Good intentions, horrible executions. There's really no way around it.
This book was trying to include white people in 'the conversation' while simultaneously showing the ways in which they need to be better. And it failed. Miserably.
For starters, and perhaps most importantly, I feel like this book tried way too hard to say "Hey White people, good, beautiful white people, racists, and your uncles too! Come to the cookout--fill your plate up with greens, BBQ ribs, Mac & Cheese, and pull up a chair! Grab a grape Shasta. And save some room for some peach cobbler! Let's talk about race!" This book tried way too hard to relate blackness to whiteness, which are both two very entirely different experiences. This book tried way too hard to say "I get you, white brothers and sisters! ('white brothers and sisters' was literally used in the first pages of this book. Seriously?!) We are a lot a like. We are actually more alike than you think! But ya'll created slavery and then there was segregation and then Travyon Martin was killed then George Floyd. Please say sorry? Pretty pleaseeee?!" Give me a break.
I understand the author's intention wasn't to alienate anybody, but if his intention was to make white people 'uncomfortable', from my perspective, and granted I am a black woman, he wasn't even in the ballpark. Pun intended.
White people literally know all these things. They know about slavery. They know they can't and shouldn't even WANT to say the N word. They know about police brutality--they have known about it for hundreds of years. They are well aware they shouldn't touch black people's hair. So what about these conversations is exactly 'uncomfortable'? Telling white people to go sit next to black people minding their business in public and 'strike up a conversation because you're curious about race' was about the dumbest thing I have ever heard--not only because to do so is just weird, but it's also terrible advice. If his intention was to make white readers feel 'comfortable' enough to talk about race, then he literally, once again, failed. Because all he did was give them a green light to be that purposely ditsy white person at the company party that asks, "So like, why can't I say the N word when I'm listening to Jay Z? Emmanuel Acho told me to ask you." (A real conversation I'm sure has taken place in some form or another).

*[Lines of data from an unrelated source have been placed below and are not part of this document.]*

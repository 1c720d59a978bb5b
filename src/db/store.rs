use std::collections::HashSet;
use std::sync::Arc;

use rusqlite::{params, Row, Transaction};
use tokio_rusqlite::Connection;

use crate::clock::Clock;
use crate::error::Result;
use crate::models::{FeedItem, RunCounts, ScoredItem, Source, WriteMode};

use super::repository::{fmt_ts, json_column, ts_column, Repository};
use super::retention::delete_source_rows;

const ITEM_COLUMNS: &str = r#"id, category_id, source, source_name, title, summary, content, url, image_url,
    engagement_score, published_at, fetched_at, is_relevant, relevance_reason, raw_payload"#;

/// Persists a category's item batches.
///
/// A write never merges: it removes the rows it supersedes and inserts the
/// fresh batch in one transaction, so a failed insert leaves the previous
/// batch in place. Nothing is held between fetch and write, so two
/// overlapping refreshes of one category are last-writer-wins.
///
/// `created`/`updated` in the returned counts split the inserted rows by
/// whether their URL was present in the superseded rows.
#[derive(Clone)]
pub struct CategoryStore {
    conn: Connection,
    clock: Arc<dyn Clock>,
}

impl CategoryStore {
    pub fn new(repo: &Repository, clock: Arc<dyn Clock>) -> Self {
        Self {
            conn: repo.conn.clone(),
            clock,
        }
    }

    pub async fn write(
        &self,
        category_id: i64,
        source: Source,
        mode: WriteMode,
        items: Vec<ScoredItem>,
    ) -> Result<RunCounts> {
        match mode {
            WriteMode::Replace => self.replace(category_id, source, items).await,
            WriteMode::SourceScoped => self.replace_from_source(category_id, source, items).await,
        }
    }

    /// Deletes every item stored under the category, whatever its source,
    /// then inserts `items`.
    pub async fn replace(
        &self,
        category_id: i64,
        source: Source,
        items: Vec<ScoredItem>,
    ) -> Result<RunCounts> {
        self.swap(category_id, source, items, WriteMode::Replace)
            .await
    }

    /// Deletes only this source's prior items for the category, then inserts
    /// `items`. Rows from other sources are left alone.
    pub async fn replace_from_source(
        &self,
        category_id: i64,
        source: Source,
        items: Vec<ScoredItem>,
    ) -> Result<RunCounts> {
        self.swap(category_id, source, items, WriteMode::SourceScoped)
            .await
    }

    async fn swap(
        &self,
        category_id: i64,
        source: Source,
        items: Vec<ScoredItem>,
        mode: WriteMode,
    ) -> Result<RunCounts> {
        let fetched_at = fmt_ts(self.clock.now());
        let rows = items
            .into_iter()
            .map(|scored| {
                let raw = scored
                    .item
                    .raw_payload
                    .as_ref()
                    .map(serde_json::to_string)
                    .transpose()?;
                Ok((scored, raw))
            })
            .collect::<Result<Vec<_>>>()?;

        let counts = self
            .conn
            .call(move |conn| {
                let tx = conn.transaction()?;

                let previous_urls = urls_in_scope(&tx, category_id, source, mode)?;
                let deleted = match mode {
                    WriteMode::Replace => tx.execute(
                        "DELETE FROM feed_items WHERE category_id = ?1",
                        params![category_id],
                    )?,
                    WriteMode::SourceScoped => delete_source_rows(&tx, source, category_id)?,
                };

                let mut counts = RunCounts::default();
                {
                    let mut stmt = tx.prepare(
                        r#"INSERT INTO feed_items (category_id, source, source_name, title, summary, content, url,
                               image_url, engagement_score, published_at, fetched_at, is_relevant,
                               relevance_reason, raw_payload)
                           VALUES (?1, ?2, ?3, ?4, ?5, ?6, ?7, ?8, ?9, ?10, ?11, ?12, ?13, ?14)"#,
                    )?;
                    for (scored, raw) in &rows {
                        let item = &scored.item;
                        stmt.execute(params![
                            category_id,
                            source.as_str(),
                            item.source_name,
                            item.title,
                            item.summary,
                            item.content,
                            item.url,
                            item.image_url,
                            item.engagement_score,
                            item.published_at.map(fmt_ts),
                            fetched_at,
                            scored.is_relevant,
                            scored.relevance_reason,
                            raw,
                        ])?;
                        match &item.url {
                            Some(url) if previous_urls.contains(url) => counts.updated += 1,
                            _ => counts.created += 1,
                        }
                    }
                }

                tx.commit()?;
                tracing::debug!(
                    category_id,
                    source = %source,
                    deleted,
                    inserted = rows.len(),
                    "Stored item batch"
                );
                Ok(counts)
            })
            .await?;
        Ok(counts)
    }

    /// Relevant items only, newest first.
    pub async fn list_by_category(
        &self,
        category_id: i64,
        limit: usize,
        offset: usize,
    ) -> Result<Vec<FeedItem>> {
        let items = self
            .conn
            .call(move |conn| {
                let mut stmt = conn.prepare(&format!(
                    r#"SELECT {} FROM feed_items
                       WHERE category_id = ?1 AND is_relevant = 1
                       ORDER BY published_at DESC, fetched_at DESC, id
                       LIMIT ?2 OFFSET ?3"#,
                    ITEM_COLUMNS
                ))?;
                let items = stmt
                    .query_map(
                        params![category_id, limit as i64, offset as i64],
                        item_from_row,
                    )?
                    .collect::<std::result::Result<Vec<_>, _>>()?;
                Ok(items)
            })
            .await?;
        Ok(items)
    }

    /// Every stored item of the category, including ones judged irrelevant.
    pub async fn list_all_for_category(&self, category_id: i64) -> Result<Vec<FeedItem>> {
        let items = self
            .conn
            .call(move |conn| {
                let mut stmt = conn.prepare(&format!(
                    "SELECT {} FROM feed_items WHERE category_id = ?1 ORDER BY id",
                    ITEM_COLUMNS
                ))?;
                let items = stmt
                    .query_map(params![category_id], item_from_row)?
                    .collect::<std::result::Result<Vec<_>, _>>()?;
                Ok(items)
            })
            .await?;
        Ok(items)
    }
}

fn urls_in_scope(
    tx: &Transaction,
    category_id: i64,
    source: Source,
    mode: WriteMode,
) -> rusqlite::Result<HashSet<String>> {
    let urls = match mode {
        WriteMode::Replace => {
            let mut stmt = tx.prepare(
                "SELECT url FROM feed_items WHERE category_id = ?1 AND url IS NOT NULL",
            )?;
            let urls = stmt
                .query_map(params![category_id], |row| row.get(0))?
                .collect::<std::result::Result<HashSet<String>, _>>()?;
            urls
        }
        WriteMode::SourceScoped => {
            let mut stmt = tx.prepare(
                "SELECT url FROM feed_items WHERE category_id = ?1 AND source = ?2 AND url IS NOT NULL",
            )?;
            let urls = stmt
                .query_map(params![category_id, source.as_str()], |row| row.get(0))?
                .collect::<std::result::Result<HashSet<String>, _>>()?;
            urls
        }
    };
    Ok(urls)
}

fn item_from_row(row: &Row) -> rusqlite::Result<FeedItem> {
    let source: String = row.get(2)?;
    let source = source.parse().map_err(|_| {
        rusqlite::Error::InvalidColumnType(2, "source".to_string(), rusqlite::types::Type::Text)
    })?;

    Ok(FeedItem {
        id: row.get(0)?,
        category_id: row.get(1)?,
        source,
        source_name: row.get(3)?,
        title: row.get(4)?,
        summary: row.get(5)?,
        content: row.get(6)?,
        url: row.get(7)?,
        image_url: row.get(8)?,
        engagement_score: row.get(9)?,
        published_at: ts_column(row, 10)?,
        fetched_at: ts_column(row, 11)?.unwrap_or_default(),
        is_relevant: row.get::<_, i64>(12)? != 0,
        relevance_reason: row.get(13)?,
        raw_payload: json_column(row, 14)?,
    })
}

#[cfg(test)]
mod tests {
    use chrono::{Duration, TimeZone, Utc};

    use super::*;
    use crate::clock::testing::ManualClock;
    use crate::db::test_support::category;
    use crate::error::ErrorKind;
    use crate::models::NewItem;

    fn item(title: &str, url: &str, hours_ago: i64) -> ScoredItem {
        let mut item = NewItem::new(title, "test");
        item.url = Some(url.to_string());
        item.published_at = Some(Utc.with_ymd_and_hms(2026, 3, 1, 12, 0, 0).unwrap() - Duration::hours(hours_ago));
        ScoredItem::relevant(item)
    }

    async fn setup() -> (Repository, CategoryStore, i64) {
        let repo = Repository::open_in_memory().await.unwrap();
        let clock = Arc::new(ManualClock::at(Utc.with_ymd_and_hms(2026, 3, 1, 12, 0, 0).unwrap()));
        let store = CategoryStore::new(&repo, clock);
        let id = category(&repo, 1, "Rust").await.id;
        (repo, store, id)
    }

    fn titles(items: &[FeedItem]) -> Vec<&str> {
        items.iter().map(|i| i.title.as_str()).collect()
    }

    #[tokio::test]
    async fn replace_leaves_exactly_the_new_batch() {
        let (_repo, store, id) = setup().await;
        store
            .replace(id, Source::Perplexity, vec![item("a", "u:a", 1), item("b", "u:b", 2)])
            .await
            .unwrap();
        store
            .replace_from_source(id, Source::Reddit, vec![item("r", "u:r", 3)])
            .await
            .unwrap();

        let counts = store
            .replace(id, Source::Perplexity, vec![item("b", "u:b", 2), item("c", "u:c", 0)])
            .await
            .unwrap();
        assert_eq!(counts, RunCounts { created: 1, updated: 1 });

        let all = store.list_all_for_category(id).await.unwrap();
        assert_eq!(titles(&all), vec!["b", "c"]);
    }

    #[tokio::test]
    async fn rerunning_a_refresh_does_not_accumulate() {
        let (_repo, store, id) = setup().await;
        for _ in 0..2 {
            store
                .replace(id, Source::Perplexity, vec![item("a", "u:a", 1), item("b", "u:b", 2)])
                .await
                .unwrap();
        }
        let all = store.list_all_for_category(id).await.unwrap();
        assert_eq!(all.len(), 2);
    }

    #[tokio::test]
    async fn failed_insert_keeps_the_previous_batch() {
        let (repo, store, id) = setup().await;
        store
            .replace(id, Source::Perplexity, vec![item("a", "u:a", 1), item("b", "u:b", 2)])
            .await
            .unwrap();
        store
            .replace_from_source(id, Source::Reddit, vec![item("r", "u:r", 3)])
            .await
            .unwrap();
        repo.conn
            .call(|conn| {
                conn.execute_batch(
                    r#"CREATE TRIGGER reject_poison BEFORE INSERT ON feed_items
                       WHEN NEW.title = 'poison'
                       BEGIN SELECT RAISE(ABORT, 'rejected'); END;"#,
                )?;
                Ok(())
            })
            .await
            .unwrap();

        for mode in [WriteMode::Replace, WriteMode::SourceScoped] {
            let err = store
                .write(id, Source::Perplexity, mode, vec![item("c", "u:c", 0), item("poison", "u:p", 0)])
                .await
                .unwrap_err();
            assert_eq!(err.kind(), ErrorKind::Persistence);

            let mut all = titles(&store.list_all_for_category(id).await.unwrap())
                .into_iter()
                .map(str::to_string)
                .collect::<Vec<_>>();
            all.sort();
            assert_eq!(all, vec!["a", "b", "r"]);
        }
    }

    #[tokio::test]
    async fn source_scoped_write_keeps_other_sources() {
        let (_repo, store, id) = setup().await;
        store
            .replace(id, Source::Perplexity, vec![item("p", "u:p", 1)])
            .await
            .unwrap();
        store
            .replace_from_source(id, Source::NewsApi, vec![item("n1", "u:n1", 2)])
            .await
            .unwrap();
        let counts = store
            .write(id, Source::NewsApi, WriteMode::SourceScoped, vec![item("n2", "u:n2", 3)])
            .await
            .unwrap();
        assert_eq!(counts.created, 1);

        let mut all = titles(&store.list_all_for_category(id).await.unwrap())
            .into_iter()
            .map(str::to_string)
            .collect::<Vec<_>>();
        all.sort();
        assert_eq!(all, vec!["n2", "p"]);
    }

    #[tokio::test]
    async fn listing_is_relevant_only_and_newest_first() {
        let (_repo, store, id) = setup().await;
        let mut hidden = item("hidden", "u:h", 0);
        hidden.is_relevant = false;
        hidden.relevance_reason = Some("off topic".into());
        store
            .replace(
                id,
                Source::Perplexity,
                vec![item("old", "u:o", 10), hidden, item("new", "u:n", 1), item("mid", "u:m", 5)],
            )
            .await
            .unwrap();

        let listed = store.list_by_category(id, 10, 0).await.unwrap();
        assert_eq!(titles(&listed), vec!["new", "mid", "old"]);

        let page = store.list_by_category(id, 1, 1).await.unwrap();
        assert_eq!(titles(&page), vec!["mid"]);

        // filtered-out rows are kept for audit
        let all = store.list_all_for_category(id).await.unwrap();
        let hidden = all.iter().find(|i| i.title == "hidden").unwrap();
        assert!(!hidden.is_relevant);
        assert_eq!(hidden.relevance_reason.as_deref(), Some("off topic"));
    }

    #[tokio::test]
    async fn stores_item_metadata() {
        let (_repo, store, id) = setup().await;
        let mut scored = item("post", "https://reddit.com/r/rust/1", 1);
        scored.item.source_name = "Reddit r/rust".into();
        scored.item.engagement_score = Some(42.0);
        scored.item.raw_payload = Some(serde_json::json!({"id": "abc"}));
        store.replace(id, Source::Reddit, vec![scored]).await.unwrap();

        let stored = &store.list_by_category(id, 10, 0).await.unwrap()[0];
        assert_eq!(stored.source, Source::Reddit);
        assert_eq!(stored.source_name, "Reddit r/rust");
        assert_eq!(stored.engagement_score, Some(42.0));
        assert_eq!(stored.raw_payload.as_ref().unwrap()["id"], "abc");
        assert_eq!(stored.category_id, id);
    }
}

The biggest disappointment is that this book felt like detention for white people. It felt like less than a slap on the wrist. I in no means think all white people should be punished for racism, but I also don't think they should have their feelings coddled and told that these necessary conversations are 'uncomfortable'. I have TONS of white friends who would agree that these conversations are only 'uncomfortable' if you have bathed in ignorance your entire life. Thank GOD they even think this book was ridiculous.
The worst part is that I understand his intention. I actually think his intention was rather...'great'. But he missed the mark by a long shot (another pun that is definitely intended). If you're white and genuinely curious about the conversation about America and its long history of anti-black violence and genocide (because that is what racism is--violence), I encourage you to read authors like Angela Davis and Audre Lorde, Toni Morrison, bell hooks, Ta-Nehesi Coates, Michael Eric Dyson, Ibram X Kendi, and many, many, MANY more black authors and revolutionists who have dedicated their lives to giving a no-nonsense take on exactly what this author tried so desperately to coddle white people about. While Acho never said that he was an expert on these issues, and while he did quote revolutionaries and point his white audience to their texts, speeches, and work (which was arguably the only good thing this book actually did), I think this is a conversation he should sit out, indefinitely. I think he is just as daft as he tried to paint his white audience to be. But at least they are daft by their choosing--he is just like this.
I know we all have to start somewhere. I know that we all have to meet each other at different points when it comes to racism in America. But distilling very troubling, traumatic, deeply rooted issues down so suburban white kids who have been screaming the N word on top of their lungs since Kendrick Lamar dropped Section .80 can feel less guilty is absolutely NOT how to do that.
Maybe this book was uncomfortable for some. I am definitely not the target audience--but I wanted to give this book a chance, to see if its contents could actually...just maybe...motivate white people to be apart of a struggle that has started since 1619. I would be lying if I said it did anything other than make me roll my eyes for them. What a nice way to play Captain-Save-A-White person. Enjoy the rest of the food at 'the cookout'; I bet it tasted bland.